[Stored data]
------------------------------------

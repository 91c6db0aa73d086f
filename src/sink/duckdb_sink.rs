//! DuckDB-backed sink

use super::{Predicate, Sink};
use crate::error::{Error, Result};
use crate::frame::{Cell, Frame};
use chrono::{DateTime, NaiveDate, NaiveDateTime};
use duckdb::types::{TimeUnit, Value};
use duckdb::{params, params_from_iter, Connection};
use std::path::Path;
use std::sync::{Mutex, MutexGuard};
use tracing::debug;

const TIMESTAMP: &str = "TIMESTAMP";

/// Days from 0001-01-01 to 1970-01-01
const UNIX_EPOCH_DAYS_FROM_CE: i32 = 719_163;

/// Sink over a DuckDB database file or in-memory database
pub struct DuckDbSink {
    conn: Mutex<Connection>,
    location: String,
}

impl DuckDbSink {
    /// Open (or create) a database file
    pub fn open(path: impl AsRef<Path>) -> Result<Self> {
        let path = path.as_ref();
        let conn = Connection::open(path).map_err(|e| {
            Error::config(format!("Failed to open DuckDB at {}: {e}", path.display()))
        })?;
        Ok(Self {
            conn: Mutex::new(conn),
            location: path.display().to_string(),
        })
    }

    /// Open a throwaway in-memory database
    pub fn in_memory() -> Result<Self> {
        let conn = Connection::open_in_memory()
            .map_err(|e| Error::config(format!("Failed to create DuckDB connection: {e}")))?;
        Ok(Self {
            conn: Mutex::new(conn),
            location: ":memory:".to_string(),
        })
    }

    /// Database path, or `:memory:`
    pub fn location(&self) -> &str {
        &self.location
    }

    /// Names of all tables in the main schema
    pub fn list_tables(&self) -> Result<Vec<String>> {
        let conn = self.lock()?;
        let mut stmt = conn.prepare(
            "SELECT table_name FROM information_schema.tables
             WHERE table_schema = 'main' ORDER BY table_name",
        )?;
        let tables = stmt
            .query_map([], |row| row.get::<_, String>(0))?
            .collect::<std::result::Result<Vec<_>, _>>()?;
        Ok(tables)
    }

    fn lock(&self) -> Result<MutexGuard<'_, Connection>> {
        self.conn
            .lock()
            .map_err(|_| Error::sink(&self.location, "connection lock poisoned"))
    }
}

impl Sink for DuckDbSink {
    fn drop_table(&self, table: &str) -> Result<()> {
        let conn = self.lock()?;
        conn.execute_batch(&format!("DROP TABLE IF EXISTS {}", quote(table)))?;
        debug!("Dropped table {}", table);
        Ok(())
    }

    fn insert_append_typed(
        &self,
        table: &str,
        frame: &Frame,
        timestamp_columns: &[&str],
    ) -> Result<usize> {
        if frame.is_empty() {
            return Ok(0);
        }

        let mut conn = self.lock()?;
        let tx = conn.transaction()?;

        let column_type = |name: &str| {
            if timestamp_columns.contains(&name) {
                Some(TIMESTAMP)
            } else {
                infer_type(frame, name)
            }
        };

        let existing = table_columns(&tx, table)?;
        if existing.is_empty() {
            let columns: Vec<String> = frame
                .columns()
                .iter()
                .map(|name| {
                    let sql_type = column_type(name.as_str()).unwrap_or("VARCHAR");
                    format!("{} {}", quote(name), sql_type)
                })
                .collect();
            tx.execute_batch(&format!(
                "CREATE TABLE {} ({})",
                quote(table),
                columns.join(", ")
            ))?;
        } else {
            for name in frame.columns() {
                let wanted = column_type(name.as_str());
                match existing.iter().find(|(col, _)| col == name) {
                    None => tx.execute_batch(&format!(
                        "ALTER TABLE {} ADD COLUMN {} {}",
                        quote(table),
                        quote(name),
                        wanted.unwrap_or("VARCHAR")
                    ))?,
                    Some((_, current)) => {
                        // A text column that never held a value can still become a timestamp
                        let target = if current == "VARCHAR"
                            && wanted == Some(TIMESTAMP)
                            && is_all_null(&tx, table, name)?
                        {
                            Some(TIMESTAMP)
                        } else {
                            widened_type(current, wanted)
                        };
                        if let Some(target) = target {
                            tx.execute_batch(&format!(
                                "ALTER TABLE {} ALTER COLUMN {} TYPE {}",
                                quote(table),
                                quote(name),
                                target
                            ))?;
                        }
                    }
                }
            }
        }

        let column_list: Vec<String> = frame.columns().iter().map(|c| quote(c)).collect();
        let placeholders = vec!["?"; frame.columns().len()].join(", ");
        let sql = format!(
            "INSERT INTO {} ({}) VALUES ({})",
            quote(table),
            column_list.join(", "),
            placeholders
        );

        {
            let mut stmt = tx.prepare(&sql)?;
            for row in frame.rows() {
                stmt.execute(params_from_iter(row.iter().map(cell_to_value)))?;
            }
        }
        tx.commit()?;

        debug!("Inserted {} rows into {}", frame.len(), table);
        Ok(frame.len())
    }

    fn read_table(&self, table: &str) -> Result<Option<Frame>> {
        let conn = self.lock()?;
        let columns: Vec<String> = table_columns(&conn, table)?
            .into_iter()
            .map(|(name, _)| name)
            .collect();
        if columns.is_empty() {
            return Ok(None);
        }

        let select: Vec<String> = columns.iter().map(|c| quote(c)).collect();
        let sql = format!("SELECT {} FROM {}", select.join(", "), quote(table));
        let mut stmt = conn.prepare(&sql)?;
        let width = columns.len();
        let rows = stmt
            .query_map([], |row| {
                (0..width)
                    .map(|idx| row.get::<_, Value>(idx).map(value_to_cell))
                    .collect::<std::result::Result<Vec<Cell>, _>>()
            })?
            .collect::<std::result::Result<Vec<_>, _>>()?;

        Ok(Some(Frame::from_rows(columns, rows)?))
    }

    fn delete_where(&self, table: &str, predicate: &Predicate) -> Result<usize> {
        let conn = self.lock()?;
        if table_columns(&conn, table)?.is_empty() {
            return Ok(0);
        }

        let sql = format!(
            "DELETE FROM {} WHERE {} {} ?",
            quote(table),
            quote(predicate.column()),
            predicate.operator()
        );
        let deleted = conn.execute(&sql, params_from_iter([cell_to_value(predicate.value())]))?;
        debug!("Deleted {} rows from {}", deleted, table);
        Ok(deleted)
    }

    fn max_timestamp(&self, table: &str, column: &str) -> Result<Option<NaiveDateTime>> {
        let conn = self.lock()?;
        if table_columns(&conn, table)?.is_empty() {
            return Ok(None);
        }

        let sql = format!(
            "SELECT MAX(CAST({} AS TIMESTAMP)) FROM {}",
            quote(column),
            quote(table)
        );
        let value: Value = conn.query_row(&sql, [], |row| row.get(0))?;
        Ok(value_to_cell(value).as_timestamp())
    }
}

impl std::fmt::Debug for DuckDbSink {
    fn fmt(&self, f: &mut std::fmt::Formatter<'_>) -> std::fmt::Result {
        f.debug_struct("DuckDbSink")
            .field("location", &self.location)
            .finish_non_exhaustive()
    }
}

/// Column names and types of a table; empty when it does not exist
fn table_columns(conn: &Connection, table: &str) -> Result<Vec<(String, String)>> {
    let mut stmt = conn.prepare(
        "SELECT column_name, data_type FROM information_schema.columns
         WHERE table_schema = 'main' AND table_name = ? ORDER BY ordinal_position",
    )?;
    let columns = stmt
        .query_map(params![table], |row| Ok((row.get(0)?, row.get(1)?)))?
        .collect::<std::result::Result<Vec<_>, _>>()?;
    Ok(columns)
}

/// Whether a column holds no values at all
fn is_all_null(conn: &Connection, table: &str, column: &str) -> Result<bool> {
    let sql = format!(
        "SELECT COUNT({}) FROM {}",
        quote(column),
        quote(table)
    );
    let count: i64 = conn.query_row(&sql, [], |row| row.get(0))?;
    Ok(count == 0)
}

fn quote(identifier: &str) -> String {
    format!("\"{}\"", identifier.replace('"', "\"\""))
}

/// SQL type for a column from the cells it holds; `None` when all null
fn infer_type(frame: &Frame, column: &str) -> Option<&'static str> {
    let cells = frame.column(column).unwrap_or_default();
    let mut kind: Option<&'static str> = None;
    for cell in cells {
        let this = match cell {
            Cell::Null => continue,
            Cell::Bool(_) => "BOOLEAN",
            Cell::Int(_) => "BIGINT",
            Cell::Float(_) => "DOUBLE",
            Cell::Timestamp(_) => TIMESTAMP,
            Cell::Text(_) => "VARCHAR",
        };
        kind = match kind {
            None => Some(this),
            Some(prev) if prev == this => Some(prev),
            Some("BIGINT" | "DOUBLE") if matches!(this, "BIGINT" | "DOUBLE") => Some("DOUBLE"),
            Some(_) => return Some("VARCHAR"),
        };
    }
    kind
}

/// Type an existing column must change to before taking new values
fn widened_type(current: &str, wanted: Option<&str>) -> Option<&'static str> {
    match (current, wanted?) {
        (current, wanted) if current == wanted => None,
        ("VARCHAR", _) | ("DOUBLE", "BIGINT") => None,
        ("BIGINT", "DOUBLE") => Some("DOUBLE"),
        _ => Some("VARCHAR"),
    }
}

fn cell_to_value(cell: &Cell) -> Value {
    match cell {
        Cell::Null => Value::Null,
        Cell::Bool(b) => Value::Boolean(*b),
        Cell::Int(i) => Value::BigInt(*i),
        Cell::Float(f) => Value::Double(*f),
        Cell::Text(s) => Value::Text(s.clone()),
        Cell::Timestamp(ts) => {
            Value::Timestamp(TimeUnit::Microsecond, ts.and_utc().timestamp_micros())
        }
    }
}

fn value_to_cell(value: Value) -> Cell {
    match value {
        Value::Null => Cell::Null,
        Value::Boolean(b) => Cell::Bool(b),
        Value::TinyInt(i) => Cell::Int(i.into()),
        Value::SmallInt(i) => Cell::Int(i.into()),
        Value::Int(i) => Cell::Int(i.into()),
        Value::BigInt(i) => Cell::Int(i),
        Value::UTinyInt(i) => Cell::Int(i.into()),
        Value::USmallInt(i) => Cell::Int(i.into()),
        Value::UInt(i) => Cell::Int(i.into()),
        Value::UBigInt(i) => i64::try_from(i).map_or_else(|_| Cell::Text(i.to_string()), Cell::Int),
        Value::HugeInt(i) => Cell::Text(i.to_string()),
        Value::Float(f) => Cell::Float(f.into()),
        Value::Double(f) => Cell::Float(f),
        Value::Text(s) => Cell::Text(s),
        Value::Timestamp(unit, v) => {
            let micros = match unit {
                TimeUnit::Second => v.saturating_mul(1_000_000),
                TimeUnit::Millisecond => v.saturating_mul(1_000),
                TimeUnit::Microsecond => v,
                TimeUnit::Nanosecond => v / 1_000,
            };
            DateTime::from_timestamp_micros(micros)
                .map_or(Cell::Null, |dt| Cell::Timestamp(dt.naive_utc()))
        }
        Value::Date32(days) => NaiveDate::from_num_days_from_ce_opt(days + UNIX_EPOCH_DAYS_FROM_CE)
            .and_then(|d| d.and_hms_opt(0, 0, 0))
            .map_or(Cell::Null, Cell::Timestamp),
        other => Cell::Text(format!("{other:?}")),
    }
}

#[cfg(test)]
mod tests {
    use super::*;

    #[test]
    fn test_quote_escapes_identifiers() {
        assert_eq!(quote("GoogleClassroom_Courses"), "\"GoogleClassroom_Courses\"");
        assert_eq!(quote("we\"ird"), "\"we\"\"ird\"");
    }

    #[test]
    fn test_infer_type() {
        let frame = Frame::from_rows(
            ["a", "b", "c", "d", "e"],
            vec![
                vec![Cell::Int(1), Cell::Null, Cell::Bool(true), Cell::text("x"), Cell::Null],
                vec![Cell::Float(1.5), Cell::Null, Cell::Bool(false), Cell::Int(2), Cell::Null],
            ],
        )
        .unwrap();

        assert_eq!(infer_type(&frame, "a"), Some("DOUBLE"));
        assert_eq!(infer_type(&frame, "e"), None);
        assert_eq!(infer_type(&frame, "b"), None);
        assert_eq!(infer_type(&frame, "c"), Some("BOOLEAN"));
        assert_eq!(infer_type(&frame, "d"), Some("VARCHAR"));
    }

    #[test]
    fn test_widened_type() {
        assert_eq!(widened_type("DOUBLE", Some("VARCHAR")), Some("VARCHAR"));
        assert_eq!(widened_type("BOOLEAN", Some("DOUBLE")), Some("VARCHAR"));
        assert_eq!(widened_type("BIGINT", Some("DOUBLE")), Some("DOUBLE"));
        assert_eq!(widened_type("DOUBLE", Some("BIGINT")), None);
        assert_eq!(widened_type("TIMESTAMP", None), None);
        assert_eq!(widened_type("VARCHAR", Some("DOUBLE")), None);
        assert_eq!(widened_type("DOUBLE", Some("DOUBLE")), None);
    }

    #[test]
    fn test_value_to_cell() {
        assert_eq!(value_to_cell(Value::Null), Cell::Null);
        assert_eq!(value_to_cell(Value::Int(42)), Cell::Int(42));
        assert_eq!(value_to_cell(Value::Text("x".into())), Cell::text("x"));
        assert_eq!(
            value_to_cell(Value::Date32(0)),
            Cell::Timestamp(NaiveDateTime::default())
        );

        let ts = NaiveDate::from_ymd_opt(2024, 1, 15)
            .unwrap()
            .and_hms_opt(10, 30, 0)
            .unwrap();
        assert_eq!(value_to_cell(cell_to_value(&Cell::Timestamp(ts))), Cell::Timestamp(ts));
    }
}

------------------------------------

Exercise brief –
Restate, word for word and with nothing added, the lines from the beginning of the records above through the line that contains "use tracing::debug;".

Exercise output –
repository 91c6db0aa73d086f
filename src/sink/duckdb_sink.rs
//! DuckDB-backed sink

use super::{Predicate, Sink};
use crate::error::{Error, Result};
use crate::frame::{Cell, Frame};
use chrono::{DateTime, NaiveDate, NaiveDateTime};
use duckdb::types::{TimeUnit, Value};
use duckdb::{params, params_from_iter, Connection};
use std::path::Path;
use std::sync::{Mutex, MutexGuard};
use tracing::debug;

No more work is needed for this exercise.